7 Jul 2011

Modelling the self with Motion Capture

Posted by Carole Kirk

Darren Tunstall (Lecturer in Acting, University of Central Lancashire)

Motion Capture AvatarAbstract: The technology of digital motion capture allows body movements to be captured and represented as moving 3D points in 2D space. It is regularly used in Life Sciences, Animation, Computer Games Design, Human-Computer Interaction and Dance Performance and Notation. At the University of Central Lancashire’s Media Factory, I have begun interdisciplinary investigations into how this technology may also offer a space for reflective encounters between students of acting and what the philosopher Thomas Metzinger calls the Phenomenal Self-Model. By this is meant ‘how my brain-mind represents my body to itself’. I report on subjective accounts of how, in the moment of seeing one’s moving body represented as no more than a handful of points of light, students experience an uncanny feeling of recognition. The representation is both ‘me’ and ‘not-me’. Motion capture potentially allows the student a space for processes of auto-feedback and subsequent bodily adaptations. Recognition of one’s own shape or movement as characteristic of the individual is not reliably replicated when the representation is altered in certain ways, for example when certain sections of the body are removed from the image – showing the spine and head only, for instance – or when the representation is profile rather than frontal.

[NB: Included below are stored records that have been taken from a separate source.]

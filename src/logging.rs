//! Tracing setup for the CLI.
//!
//! Logs go to a file in the data directory so command output on stdout
//! stays machine-readable.

use color_eyre::{eyre::eyre, Result};
use tracing_appender::non_blocking::WorkerGuard;
use tracing_subscriber::{fmt, layer::SubscriberExt, util::SubscriberInitExt, EnvFilter};

/// Environment variable holding the log filter (e.g. `giveback=debug`).
pub const ENV_LOG: &str = "GIVEBACK_LOG";

/// Initialize file logging. Keep the returned guard alive until exit so
/// buffered lines get flushed.
pub fn init() -> Result<WorkerGuard> {
  let dir = crate::config::data_dir()?;
  std::fs::create_dir_all(&dir).map_err(|e| eyre!("Failed to create log directory: {}", e))?;

  let appender = tracing_appender::rolling::never(&dir, "giveback.log");
  let (writer, guard) = tracing_appender::non_blocking(appender);

  let filter = EnvFilter::try_from_env(ENV_LOG).unwrap_or_else(|_| EnvFilter::new("info"));

  tracing_subscriber::registry()
    .with(filter)
    .with(
      fmt::layer()
        .with_writer(writer)
        .with_ansi(false)
        .with_target(false),
    )
    .try_init()
    .map_err(|e| eyre!("Failed to initialize logging: {}", e))?;

  Ok(guard)
}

Motion Capture SkeletonAn example is given of an interdisciplinary research project from summer 2010, partly funded by Palatine, in which acting students with Developmental Co-ordination Disorder performed a number of simple tasks; the results suggested that the definitional boundaries of dyspraxia, including those of the investigators, could be influenced by the subject’s own PSM. In this case, the tensions of interdisciplinarity generated a productive ‘fuzziness’ for dialogue and self-reflection.

Edit: You can download Darren’s paper here – MODELLING THE SELF WITH MOTION CAPTURE (click to download PDF)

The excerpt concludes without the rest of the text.